--- Listed records Enclosed Below ---

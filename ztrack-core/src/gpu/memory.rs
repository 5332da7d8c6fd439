//
// Licensed to the Apache Software Foundation (ASF) under one or more
// contributor license agreements.  See the NOTICE file distributed with
// this work for additional information regarding copyright ownership.
// The ASF licenses this file to You under the Apache License, Version 2.0
// (the "License"); you may not use this file except in compliance with
// the License.  You may obtain a copy of the License at
//
//    http://www.apache.org/licenses/LICENSE-2.0
//
// Unless required by applicable law or agreed to in writing, software
// distributed under the License is distributed on an "AS IS" BASIS,
// WITHOUT WARRANTIES OR CONDITIONS OF ANY KIND, either express or implied.
// See the License for the specific language governing permissions and
// limitations under the License.

//! CPU/GPU-visible completion memory.
//!
//! All raw pointer access to completion memory lives in this module. Callers
//! see [`CompletionSlot`], a bounds-checked view with typed per-field
//! accessors and explicit `flush` / `invalidate` for non-coherent platforms.
//! Fields are accessed through atomics so a concurrent writer (GPU or a host
//! signal path on another thread) never produces a torn read.

use std::alloc::{Layout, alloc_zeroed, dealloc};
use std::ptr::NonNull;
use std::sync::Arc;
use std::sync::atomic::{AtomicBool, AtomicU32, AtomicU64, Ordering, fence};

use crate::error::{Result, ZtrackError};
use crate::platform::TagWidth;

/// Cache line size assumed for flush granularity and buffer alignment.
pub const CACHE_LINE_SIZE: usize = 64;

/// Backing allocation shared between one GPU writer path and host readers.
///
/// # Safety
/// `cpu_ptr()` must be valid for reads and writes of `size()` bytes for as long
/// as the implementor is alive, and aligned to at least 8 bytes. The GPU must
/// see the same bytes at `gpu_address()`.
pub unsafe trait CompletionMemory: Send + Sync {
    fn cpu_ptr(&self) -> NonNull<u8>;

    fn gpu_address(&self) -> u64;

    fn size(&self) -> usize;

    /// CPU caches snoop GPU accesses to this allocation.
    fn host_coherent(&self) -> bool {
        true
    }

    /// Push host writes in `[offset, offset + len)` out to memory.
    fn flush(&self, offset: usize, len: usize) -> Result<()> {
        // SAFETY: the range is inside the allocation per the trait contract; callers bound-check.
        unsafe { flush_cache_range(self.cpu_ptr().as_ptr().add(offset), len) };
        Ok(())
    }

    /// Drop stale host cache lines so the next read observes GPU writes.
    fn invalidate(&self, offset: usize, len: usize) -> Result<()> {
        // SAFETY: as in `flush`.
        unsafe { flush_cache_range(self.cpu_ptr().as_ptr().add(offset), len) };
        Ok(())
    }

    /// `DeviceLost` once the allocation (or the engine writing it) is gone.
    fn check_accessible(&self) -> Result<()> {
        Ok(())
    }
}

/// Write back and evict every cache line covering `[ptr, ptr + len)`.
///
/// # Safety
/// The range must lie inside a live allocation.
#[cfg(target_arch = "x86_64")]
unsafe fn flush_cache_range(ptr: *const u8, len: usize) {
    use std::arch::x86_64::{_mm_clflush, _mm_mfence};
    let start = ptr as usize & !(CACHE_LINE_SIZE - 1);
    let end = ptr as usize + len;
    let mut line = start;
    unsafe {
        _mm_mfence();
        while line < end {
            _mm_clflush(line as *const u8);
            line += CACHE_LINE_SIZE;
        }
        _mm_mfence();
    }
}

#[cfg(not(target_arch = "x86_64"))]
unsafe fn flush_cache_range(_ptr: *const u8, _len: usize) {
    fence(Ordering::SeqCst);
}

/// Host-allocated completion memory (shared virtual memory: the GPU address
/// equals the CPU address unless overridden).
pub struct HostCompletionBuffer {
    ptr: NonNull<u8>,
    layout: Layout,
    gpu_base: u64,
    coherent: bool,
    lost: AtomicBool,
}

// SAFETY: the buffer is only accessed through atomics and explicit cache ops.
unsafe impl Send for HostCompletionBuffer {}
unsafe impl Sync for HostCompletionBuffer {}

impl HostCompletionBuffer {
    /// Allocate zeroed, cache-line aligned completion memory.
    ///
    /// # Arguments
    /// * `size_bytes` - Allocation size; must be non-zero
    ///
    /// Zeroed memory reads as signaled, so pools normally reset each event on
    /// creation.
    pub fn new(size_bytes: usize) -> Result<Self> {
        if size_bytes == 0 {
            return Err(ZtrackError::InvalidInput(
                "completion buffer size must be non-zero".to_string(),
            ));
        }
        let layout = Layout::from_size_align(size_bytes, CACHE_LINE_SIZE).map_err(|e| {
            ZtrackError::InvalidInput(format!(
                "invalid completion buffer layout ({} bytes): {}",
                size_bytes, e
            ))
        })?;
        // SAFETY: layout has non-zero size.
        let raw = unsafe { alloc_zeroed(layout) };
        let ptr = NonNull::new(raw).ok_or_else(|| {
            ZtrackError::OutOfHostMemory(format!(
                "failed to allocate {} bytes of completion memory",
                size_bytes
            ))
        })?;
        Ok(Self {
            ptr,
            layout,
            gpu_base: ptr.as_ptr() as u64,
            coherent: true,
            lost: AtomicBool::new(false),
        })
    }

    /// Override the GPU-visible base address (e.g. a separate GPU VA mapping).
    pub fn with_gpu_base(mut self, gpu_base: u64) -> Self {
        self.gpu_base = gpu_base;
        self
    }

    /// Declare whether CPU caches snoop GPU writes to this buffer.
    pub fn with_coherency(mut self, coherent: bool) -> Self {
        self.coherent = coherent;
        self
    }

    /// Report the backing memory as inaccessible (device reset or removal).
    pub fn mark_lost(&self) {
        self.lost.store(true, Ordering::Release);
    }
}

// SAFETY: `new` allocates `layout.size()` bytes aligned to CACHE_LINE_SIZE
// (64, so at least 8) and the allocation lives until `Drop`.
unsafe impl CompletionMemory for HostCompletionBuffer {
    fn cpu_ptr(&self) -> NonNull<u8> {
        self.ptr
    }

    fn gpu_address(&self) -> u64 {
        self.gpu_base
    }

    fn size(&self) -> usize {
        self.layout.size()
    }

    fn host_coherent(&self) -> bool {
        self.coherent
    }

    fn check_accessible(&self) -> Result<()> {
        if self.lost.load(Ordering::Acquire) {
            return Err(ZtrackError::DeviceLost(
                "completion memory is no longer accessible".to_string(),
            ));
        }
        Ok(())
    }
}

impl Drop for HostCompletionBuffer {
    fn drop(&mut self) {
        // SAFETY: ptr was returned by alloc_zeroed with this exact layout.
        unsafe { dealloc(self.ptr.as_ptr(), self.layout) };
    }
}

/// One field of a timestamp packet, in memory order.
#[derive(Clone, Copy, Debug, PartialEq, Eq)]
pub enum PacketField {
    ContextStart = 0,
    GlobalStart = 1,
    ContextEnd = 2,
    GlobalEnd = 3,
}

impl PacketField {
    pub const ALL: [PacketField; 4] = [
        PacketField::ContextStart,
        PacketField::GlobalStart,
        PacketField::ContextEnd,
        PacketField::GlobalEnd,
    ];
}

/// Bounds-checked view over one pool slot.
#[derive(Clone)]
pub struct CompletionSlot {
    memory: Arc<dyn CompletionMemory>,
    offset: usize,
    len: usize,
    width: TagWidth,
}

impl std::fmt::Debug for CompletionSlot {
    fn fmt(&self, f: &mut std::fmt::Formatter<'_>) -> std::fmt::Result {
        f.debug_struct("CompletionSlot")
            .field("offset", &self.offset)
            .field("len", &self.len)
            .field("width", &self.width)
            .finish()
    }
}

impl CompletionSlot {
    pub(crate) fn new(
        memory: Arc<dyn CompletionMemory>,
        offset: usize,
        len: usize,
        width: TagWidth,
    ) -> Result<Self> {
        let end = offset.checked_add(len).ok_or_else(|| {
            ZtrackError::InvalidInput(format!("slot range overflow at offset {}", offset))
        })?;
        if end > memory.size() {
            return Err(ZtrackError::InvalidInput(format!(
                "slot [{}, {}) exceeds completion memory of {} bytes",
                offset,
                end,
                memory.size()
            )));
        }
        if offset % width.bytes() != 0 || memory.cpu_ptr().as_ptr() as usize % 8 != 0 {
            return Err(ZtrackError::InvalidInput(format!(
                "slot offset {} is not aligned to {} bytes",
                offset,
                width.bytes()
            )));
        }
        Ok(Self {
            memory,
            offset,
            len,
            width,
        })
    }

    pub fn len(&self) -> usize {
        self.len
    }

    pub fn is_empty(&self) -> bool {
        self.len == 0
    }

    pub fn tag_width(&self) -> TagWidth {
        self.width
    }

    pub fn cpu_address(&self) -> usize {
        self.memory.cpu_ptr().as_ptr() as usize + self.offset
    }

    pub fn gpu_address(&self) -> u64 {
        self.memory.gpu_address() + self.offset as u64
    }

    pub fn host_coherent(&self) -> bool {
        self.memory.host_coherent()
    }

    fn field_offset(&self, packet: usize, field: PacketField) -> Result<usize> {
        let rel = packet
            .checked_mul(self.width.packet_size())
            .and_then(|p| p.checked_add(field as usize * self.width.bytes()))
            .filter(|rel| rel + self.width.bytes() <= self.len)
            .ok_or_else(|| {
                ZtrackError::InvalidInput(format!(
                    "packet {} field {:?} outside slot of {} bytes",
                    packet, field, self.len
                ))
            })?;
        Ok(rel)
    }

    /// GPU address of one packet field, for the dispatch collaborator.
    pub fn field_gpu_address(&self, packet: usize, field: PacketField) -> Result<u64> {
        Ok(self.gpu_address() + self.field_offset(packet, field)? as u64)
    }

    /// Atomically load one field with acquire ordering, zero-extended to `u64`.
    ///
    /// # Arguments
    /// * `packet` - Packet index from the start of the slot
    /// * `field` - Field within that packet
    ///
    /// `InvalidInput` if the field lies outside the slot, `DeviceLost` if the
    /// backing memory became inaccessible.
    pub fn read_field(&self, packet: usize, field: PacketField) -> Result<u64> {
        let rel = self.field_offset(packet, field)?;
        self.memory.check_accessible()?;
        // SAFETY: rel is bounds-checked against the slot, the slot against the
        // allocation, and alignment was checked at construction.
        let value = unsafe {
            let p = self.memory.cpu_ptr().as_ptr().add(self.offset + rel);
            match self.width {
                TagWidth::U32 => (*(p as *const AtomicU32)).load(Ordering::Acquire) as u64,
                TagWidth::U64 => (*(p as *const AtomicU64)).load(Ordering::Acquire),
            }
        };
        Ok(value)
    }

    /// Atomically store one field with release ordering. On 32-bit tags only
    /// the low half of `value` is written. Does not flush; callers on
    /// non-coherent memory follow up with [`CompletionSlot::flush`].
    ///
    /// `InvalidInput` if the field lies outside the slot.
    pub fn write_field(&self, packet: usize, field: PacketField, value: u64) -> Result<()> {
        let rel = self.field_offset(packet, field)?;
        // SAFETY: see read_field.
        unsafe {
            let p = self.memory.cpu_ptr().as_ptr().add(self.offset + rel);
            match self.width {
                TagWidth::U32 => (*(p as *const AtomicU32)).store(value as u32, Ordering::Release),
                TagWidth::U64 => (*(p as *const AtomicU64)).store(value, Ordering::Release),
            }
        }
        Ok(())
    }

    /// Flush the first `len` bytes of the slot.
    pub fn flush(&self, len: usize) -> Result<()> {
        self.memory.flush(self.offset, len.min(self.len))
    }

    pub fn invalidate(&self) -> Result<()> {
        self.memory.invalidate(self.offset, self.len)?;
        fence(Ordering::Acquire);
        Ok(())
    }

    pub fn check_accessible(&self) -> Result<()> {
        self.memory.check_accessible()
    }
}
//
// Licensed to the Apache Software Foundation (ASF) under one or more
// contributor license agreements.  See the NOTICE file distributed with
// this work for additional information regarding copyright ownership.
// The ASF licenses this file to You under the Apache License, Version 2.0
// (the "License"); you may not use this file except in compliance with
// the License.  You may obtain a copy of the License at
//
//    http://www.apache.org/licenses/LICENSE-2.0
//
// Unless required by applicable law or agreed to in writing, software
// distributed under the License is distributed on an "AS IS" BASIS,
// WITHOUT WARRANTIES OR CONDITIONS OF ANY KIND, either express or implied.
// See the License for the specific language governing permissions and
// limitations under the License.

//! What the submission controller needs from a direct-submission context.

use std::sync::OnceLock;
use std::time::{Duration, Instant};

use crate::error::Result;

/// Stable identity of a registered context.
#[derive(Clone, Copy, Debug, Hash, PartialEq, Eq, PartialOrd, Ord)]
pub struct ContextId(pub u64);

impl std::fmt::Display for ContextId {
    fn fmt(&self, f: &mut std::fmt::Formatter<'_>) -> std::fmt::Result {
        write!(f, "ctx#{}", self.0)
    }
}

/// Engine class a context submits to. Only compute engines share the
/// adaptive timeout budget across sub-devices.
#[derive(Clone, Copy, Debug, PartialEq, Eq)]
pub enum EngineFamily {
    Compute,
    Copy,
    Render,
}

/// A command-submission context whose ring the controller may stop.
///
/// Implementations are called from the controller thread while other threads
/// keep submitting, so every method takes `&self`.
pub trait SubmissionContext: Send + Sync {
    fn id(&self) -> ContextId;

    /// Monotonic count of work items submitted so far.
    fn task_count(&self) -> Result<u64>;

    fn engine(&self) -> EngineFamily;

    /// Bit `n` set means the context runs on sub-device `n`.
    fn device_mask(&self) -> u32 {
        1
    }

    /// Park the ring buffer. The submitter resumes it on its next submission.
    fn stop_ring(&self) -> Result<()>;
}

/// Monotonic time source for timeout adaptation.
pub trait CpuClock: Send + Sync {
    /// Time since an arbitrary fixed origin.
    fn now(&self) -> Duration;
}

/// Process-wide monotonic clock.
#[derive(Clone, Copy, Debug, Default)]
pub struct MonotonicClock;

impl CpuClock for MonotonicClock {
    fn now(&self) -> Duration {
        static ORIGIN: OnceLock<Instant> = OnceLock::new();
        ORIGIN.get_or_init(Instant::now).elapsed()
    }
}
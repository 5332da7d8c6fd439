//
// Licensed to the Apache Software Foundation (ASF) under one or more
// contributor license agreements.  See the NOTICE file distributed with
// this work for additional information regarding copyright ownership.
// The ASF licenses this file to You under the Apache License, Version 2.0
// (the "License"); you may not use this file except in compliance with
// the License.  You may obtain a copy of the License at
//
//    http://www.apache.org/licenses/LICENSE-2.0
//
// Unless required by applicable law or agreed to in writing, software
// distributed under the License is distributed on an "AS IS" BASIS,
// WITHOUT WARRANTIES OR CONDITIONS OF ANY KIND, either express or implied.
// See the License for the specific language governing permissions and
// limitations under the License.

//! Direct-submission controller: one background thread that samples every
//! registered context's task counter and stops rings that went idle.
//!
//! The sampling period adapts. A context that stayed idle longer than the
//! current period stretches it (x1.5, capped at the maximum); an idle stretch
//! longer than the maximum snaps it back to the base. Each additional
//! compute context on the busiest sub-device divides both period and base by
//! the configured divisor, never below the floor.

use std::collections::BTreeMap;
use std::panic::{self, AssertUnwindSafe};
use std::sync::atomic::{AtomicBool, Ordering};
use std::sync::{Arc, Mutex, MutexGuard, PoisonError};
use std::thread;
use std::time::Duration;

use crossbeam_channel::{Receiver, RecvTimeoutError, Sender, unbounded};

use crate::config::MonitorConfig;
use crate::error::{Result, ZtrackError};
use crate::submission::context::{
    ContextId, CpuClock, EngineFamily, MonotonicClock, SubmissionContext,
};

const SUBDEVICE_SLOTS: usize = u32::BITS as usize;

/// Stretch factor applied to an idle period that outlived the timeout.
const TIMEOUT_GROWTH_NUM: u64 = 3;
const TIMEOUT_GROWTH_DEN: u64 = 2;

/// Per-context sampling state.
#[derive(Clone, Copy, Debug, Default, PartialEq, Eq)]
pub struct ContextEntry {
    /// `None` until the first sampling pass sees the context.
    pub last_task_count: Option<u64>,
    pub is_stopped: bool,
}
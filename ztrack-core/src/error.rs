//
// Licensed to the Apache Software Foundation (ASF) under one or more
// contributor license agreements.  See the NOTICE file distributed with
// this work for additional information regarding copyright ownership.
// The ASF licenses this file to You under the Apache License, Version 2.0
// (the "License"); you may not use this file except in compliance with
// the License.  You may obtain a copy of the License at
//
//    http://www.apache.org/licenses/LICENSE-2.0
//
// Unless required by applicable law or agreed to in writing, software
// distributed under the License is distributed on an "AS IS" BASIS,
// WITHOUT WARRANTIES OR CONDITIONS OF ANY KIND, either express or implied.
// See the License for the specific language governing permissions and
// limitations under the License.

//! Error taxonomy and result codes.
//!
//! Polling outcomes are not errors: [`Status::NotReady`] is a retry signal.
//! Everything in [`ZtrackError`] is returned to the immediate caller and is
//! never retried internally.

/// Outcome of a non-blocking or bounded poll.
#[derive(Clone, Copy, Debug, PartialEq, Eq)]
pub enum Status {
    Ready,
    NotReady,
}

impl Status {
    pub fn is_ready(self) -> bool {
        matches!(self, Status::Ready)
    }

    pub fn result_code(self) -> ResultCode {
        match self {
            Status::Ready => ResultCode::Success,
            Status::NotReady => ResultCode::NotReady,
        }
    }
}

/// Stable result codes surfaced to callers of the driver API.
#[derive(Clone, Copy, Debug, PartialEq, Eq, Hash)]
#[repr(u32)]
pub enum ResultCode {
    Success = 0,
    NotReady = 1,
    DeviceLost = 0x7000_0001,
    OutOfHostMemory = 0x7000_0002,
    OutOfDeviceMemory = 0x7000_0003,
    UnsupportedFeature = 0x7800_0003,
    InvalidArgument = 0x7800_0004,
}

#[derive(Debug, thiserror::Error)]
pub enum ZtrackError {
    /// Caller contract violation: bad slot, bad handle, double registration.
    #[error("Invalid input: {0}")]
    InvalidInput(String),

    /// Backing memory or engine became inaccessible.
    #[error("Device lost: {0}")]
    DeviceLost(String),

    #[error("Unsupported feature: {0}")]
    Unsupported(String),

    #[error("Out of host memory: {0}")]
    OutOfHostMemory(String),

    #[error("Out of device memory: {0}")]
    OutOfDeviceMemory(String),

    #[error("Failed to spawn monitor thread: {0}")]
    Thread(#[from] std::io::Error),
}

impl ZtrackError {
    pub fn result_code(&self) -> ResultCode {
        match self {
            Self::InvalidInput(_) => ResultCode::InvalidArgument,
            Self::DeviceLost(_) => ResultCode::DeviceLost,
            Self::Unsupported(_) => ResultCode::UnsupportedFeature,
            Self::OutOfHostMemory(_) | Self::Thread(_) => ResultCode::OutOfHostMemory,
            Self::OutOfDeviceMemory(_) => ResultCode::OutOfDeviceMemory,
        }
    }
}

pub type Result<T> = std::result::Result<T, ZtrackError>;

/// Collapse a poll result into the code a C-style caller expects.
pub fn to_result_code(result: &Result<Status>) -> ResultCode {
    match result {
        Ok(status) => status.result_code(),
        Err(e) => e.result_code(),
    }
}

--- End of Enclosed Listed records ---

• [Directions for this task]:
Output should match, line for line, the stretch of the material above from the line holding "so at least" through the line holding "fn drop(&mut self)".

• [Finished task]:
// (64, so at least 8) and the allocation lives until `Drop`.
unsafe impl CompletionMemory for HostCompletionBuffer {
    fn cpu_ptr(&self) -> NonNull<u8> {
        self.ptr
    }

    fn gpu_address(&self) -> u64 {
        self.gpu_base
    }

    fn size(&self) -> usize {
        self.layout.size()
    }

    fn host_coherent(&self) -> bool {
        self.coherent
    }

    fn check_accessible(&self) -> Result<()> {
        if self.lost.load(Ordering::Acquire) {
            return Err(ZtrackError::DeviceLost(
                "completion memory is no longer accessible".to_string(),
            ));
        }
        Ok(())
    }
}

impl Drop for HostCompletionBuffer {
    fn drop(&mut self) {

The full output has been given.